個人か、組織かでは、組織を優先するのが日本なんで、こういうテーマを疑いもなく和風の世界観でやってるってのは、痺れる程に上手い作り方ですよね。

しかしまた、多宝丸サイドの見方ってのも、間違ってない。
この矛盾する両サイドがぶつかってこそ、そこにテーマが生まれるわけで。
どっちか一方が圧倒的に正しい作品って、やっぱ底が浅いわけですよ。
どっちも正しいよな、でも様々な要素が折り重なって、主人公は百鬼丸だよな、っていう。
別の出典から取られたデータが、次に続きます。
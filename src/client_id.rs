//! Client identifier resolution for quota tracking.
//!
//! The identifier is a best-effort string derived from proxy headers and the
//! transport peer. It is not an authenticated identity.

use axum::http::HeaderMap;
use regex::Regex;
use std::net::{IpAddr, SocketAddr, UdpSocket};
use std::sync::LazyLock;
use std::time::{SystemTime, UNIX_EPOCH};

/// Identifier used when a loopback peer is seen and the host's own address
/// cannot be discovered.
pub const LOCALHOST_IDENTIFIER: &str = "localhost-127.0.0.1";

const FORWARDED_FOR: &str = "x-forwarded-for";
const REAL_IP: &str = "x-real-ip";

/// Legacy proxy headers, checked in order after the two above.
const PROXY_HEADERS: [&str; 15] = [
    "x-forwarded",
    "forwarded-for",
    "forwarded",
    "x-cluster-client-ip",
    "x-real-ip",
    "proxy-client-ip",
    "wl-proxy-client-ip",
    "http_x_forwarded_for",
    "http_x_forwarded",
    "http_x_cluster_client_ip",
    "http_client_ip",
    "http_forwarded_for",
    "http_forwarded",
    "http_via",
    "remote_addr",
];

static DOTTED_QUAD: LazyLock<Regex> = LazyLock::new(|| {
    Regex::new(r"^(\d{1,3})\.(\d{1,3})\.(\d{1,3})\.(\d{1,3})$")
        .unwrap_or_else(|e| unreachable!("invalid dotted-quad pattern: {e}"))
});

/// Transport-level hints about who sent a request.
#[derive(Debug, Clone, Default)]
pub struct ClientContext {
    pub headers: HeaderMap,
    pub peer: Option<SocketAddr>,
}

impl ClientContext {
    pub fn new(headers: HeaderMap, peer: Option<SocketAddr>) -> Self {
        Self { headers, peer }
    }
}

/// Identifier resolved once per request and shared through request
/// extensions, so logging and quota accounting see the same value.
#[derive(Debug, Clone, PartialEq, Eq)]
pub struct ResolvedClientId(pub String);

/// Derives quota identifiers from request headers and peer addresses.
#[derive(Debug, Clone)]
pub struct ClientIdResolver {
    local_address: Option<IpAddr>,
}

impl ClientIdResolver {
    /// Build a resolver, discovering this host's outward-facing address once.
    pub fn new() -> Self {
        Self {
            local_address: discover_local_address(),
        }
    }

    /// Build a resolver with a fixed substitute for loopback peers.
    pub fn with_local_address(local_address: Option<IpAddr>) -> Self {
        Self { local_address }
    }

    pub fn resolve_context(&self, context: &ClientContext) -> String {
        self.resolve(&context.headers, context.peer)
    }

    /// Resolve an identifier. Never returns an empty string.
    ///
    /// Precedence: first `X-Forwarded-For` entry, `X-Real-IP`, the legacy
    /// proxy headers, the peer address, then a time-derived fallback.
    pub fn resolve(&self, headers: &HeaderMap, peer: Option<SocketAddr>) -> String {
        if let Some(ip) = header_value(headers, FORWARDED_FOR)
            .and_then(|xff| xff.split(',').next().map(str::trim))
            .filter(|ip| is_valid_ip(ip))
        {
            tracing::debug!(client_id = %ip, "Using X-Forwarded-For address");
            return ip.to_string();
        }

        if let Some(ip) = header_value(headers, REAL_IP).filter(|ip| is_valid_ip(ip)) {
            tracing::debug!(client_id = %ip, "Using X-Real-IP address");
            return ip.to_string();
        }

        for name in PROXY_HEADERS {
            if let Some(ip) = header_value(headers, name).filter(|ip| is_valid_ip(ip)) {
                tracing::debug!(header = name, client_id = %ip, "Using proxy header address");
                return ip.to_string();
            }
        }

        if let Some(addr) = peer {
            let ip = addr.ip();
            if ip.is_loopback() {
                return match self.local_address {
                    Some(local) => {
                        tracing::debug!(client_id = %local, "Using local address for loopback peer");
                        local.to_string()
                    }
                    None => LOCALHOST_IDENTIFIER.to_string(),
                };
            }

            let ip = ip.to_string();
            if is_valid_ip(&ip) {
                tracing::debug!(client_id = %ip, "Using peer address");
                return ip;
            }
        }

        tracing::warn!("Could not determine client address, using fallback identifier");
        fallback_identifier()
    }
}

impl Default for ClientIdResolver {
    fn default() -> Self {
        Self::new()
    }
}

fn header_value<'a>(headers: &'a HeaderMap, name: &str) -> Option<&'a str> {
    headers
        .get(name)
        .and_then(|value| value.to_str().ok())
        .map(str::trim)
        .filter(|value| !value.is_empty())
}

/// Loose address check used for header values.
///
/// A trailing `:port` is ignored unless the value is bracketed. Four
/// dot-separated parts must form a dotted quad with octets 0-255; anything
/// else passes when it is at least four characters and not `unknown`.
pub fn is_valid_ip(candidate: &str) -> bool {
    if candidate.is_empty() || candidate.eq_ignore_ascii_case("unknown") {
        return false;
    }

    let host = match candidate.rfind(':') {
        Some(idx) if !candidate.starts_with('[') => &candidate[..idx],
        _ => candidate,
    };

    if host.split('.').count() == 4 {
        return DOTTED_QUAD
            .captures(host)
            .map(|caps| {
                (1..=4).all(|i| {
                    caps.get(i)
                        .and_then(|octet| octet.as_str().parse::<u16>().ok())
                        .is_some_and(|octet| octet <= 255)
                })
            })
            .unwrap_or(false);
    }

    !host.eq_ignore_ascii_case("unknown") && host.len() > 3
}

/// Time-derived fallback. Two unidentifiable clients in the same
/// millisecond bucket share an identifier, and one client gets a new
/// identifier on every request.
fn fallback_identifier() -> String {
    let millis = SystemTime::now()
        .duration_since(UNIX_EPOCH)
        .unwrap_or_default()
        .as_millis();
    format!("unknown-{}", millis % 1_000_000)
}

/// Best-effort lookup of this host's outward-facing address. Connecting a
/// UDP socket selects a route without sending anything.
fn discover_local_address() -> Option<IpAddr> {
    let socket = UdpSocket::bind("0.0.0.0:0").ok()?;
    socket.connect("8.8.8.8:80").ok()?;
    let ip = socket.local_addr().ok()?.ip();
    if ip.is_loopback() || ip.is_unspecified() {
        tracing::debug!("No outward-facing local address found");
        None
    } else {
        Some(ip)
    }
}

#[cfg(test)]
mod tests {
    use super::*;
    use axum::http::HeaderValue;

    fn resolver() -> ClientIdResolver {
        ClientIdResolver::with_local_address(None)
    }

    fn headers(pairs: &[(&'static str, &'static str)]) -> HeaderMap {
        let mut map = HeaderMap::new();
        for (name, value) in pairs {
            map.insert(*name, HeaderValue::from_static(value));
        }
        map
    }

    fn peer(addr: &str) -> Option<SocketAddr> {
        Some(addr.parse().unwrap())
    }

    #[test]
    fn test_forwarded_for_first_entry_wins() {
        let map = headers(&[
            ("x-forwarded-for", "192.168.1.1, 10.0.0.1"),
            ("x-real-ip", "203.0.113.9"),
        ]);
        assert_eq!(resolver().resolve(&map, peer("198.51.100.2:4000")), "192.168.1.1");
    }

    #[test]
    fn test_real_ip_used_when_forwarded_for_invalid() {
        let map = headers(&[
            ("x-forwarded-for", "unknown"),
            ("x-real-ip", "203.0.113.1"),
        ]);
        assert_eq!(resolver().resolve(&map, None), "203.0.113.1");
    }

    #[test]
    fn test_legacy_header_order() {
        let map = headers(&[
            ("proxy-client-ip", "198.51.100.20"),
            ("x-cluster-client-ip", "198.51.100.10"),
        ]);
        assert_eq!(resolver().resolve(&map, None), "198.51.100.10");
    }

    #[test]
    fn test_peer_address_fallback() {
        assert_eq!(
            resolver().resolve(&HeaderMap::new(), peer("198.51.100.7:51234")),
            "198.51.100.7"
        );
    }

    #[test]
    fn test_loopback_peer_uses_local_address() {
        let local: IpAddr = "192.168.0.42".parse().unwrap();
        let resolver = ClientIdResolver::with_local_address(Some(local));
        assert_eq!(resolver.resolve(&HeaderMap::new(), peer("127.0.0.1:9000")), "192.168.0.42");
        assert_eq!(resolver.resolve(&HeaderMap::new(), peer("[::1]:9000")), "192.168.0.42");
    }

    #[test]
    fn test_loopback_peer_without_local_address() {
        assert_eq!(
            resolver().resolve(&HeaderMap::new(), peer("127.0.0.1:9000")),
            LOCALHOST_IDENTIFIER
        );
    }

    #[test]
    fn test_absolute_fallback() {
        let id = resolver().resolve(&HeaderMap::new(), None);
        assert!(id.starts_with("unknown-"));
        assert!(id.len() > "unknown-".len());
    }

    #[test]
    fn test_is_valid_ip() {
        assert!(is_valid_ip("10.0.0.1"));
        assert!(is_valid_ip("10.0.0.1:8080"));
        assert!(is_valid_ip("2001:db8::1"));
        assert!(is_valid_ip("[2001:db8::1]"));
        assert!(!is_valid_ip("256.0.0.1"));
        assert!(!is_valid_ip("a.b.c.d"));
        assert!(!is_valid_ip("unknown"));
        assert!(!is_valid_ip("UNKNOWN"));
        assert!(!is_valid_ip("abc"));
        assert!(!is_valid_ip(""));
    }

    #[test]
    fn test_resolve_context_matches_resolve() {
        let map = headers(&[("x-real-ip", "203.0.113.5")]);
        let context = ClientContext::new(map.clone(), None);
        let resolver = resolver();
        assert_eq!(resolver.resolve_context(&context), resolver.resolve(&map, None));
    }
}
百鬼丸は身体の様々な要素を奪われて誕生するんですが、一番奪われてるのは、やっぱ個人の尊厳なんですよ。
それを、無抵抗な赤子の段階で奪われてる。
だから描き手として百鬼丸は、自分が身体を取り戻すことに、疑いを持っちゃいかんのですよね。
ここで百鬼丸が、でも国のこともあるしなあ、みたいに思っちゃうと、テーマがぼんやりしちゃいますから。
迷わなければいいってことではもちろんなく、これがある程度満たされた人間だったら七転八倒して悩むこと自体がテーマになるんですけど、百鬼丸は最初に、一番大切なものを奪われてますからね。
ここは迷わないことが、テーマの明示になってるわけです。
実際に、迷ってはいかんとこですしね。

ここで活きて来るのが、どろろなんですよね。
どっちかっていうとちょっと狂言回し的な前半のポジションから、この後半では視聴者に対する明確なナビゲーターになってるわけで。
視点や考え方の提供ですよね。
こういう見方もできる、これは正しいことなんだろうかってのを、きちんと視聴者に提供してくれてる。
わかりやすくテーマを示してくれてると同時に、その答えをもってないってとこが、また上手い。
この物語はどういう形で決着するんだろうっていう、大きな食いつきもしてくれていて、なんかこう、まったくもって無駄がないというか。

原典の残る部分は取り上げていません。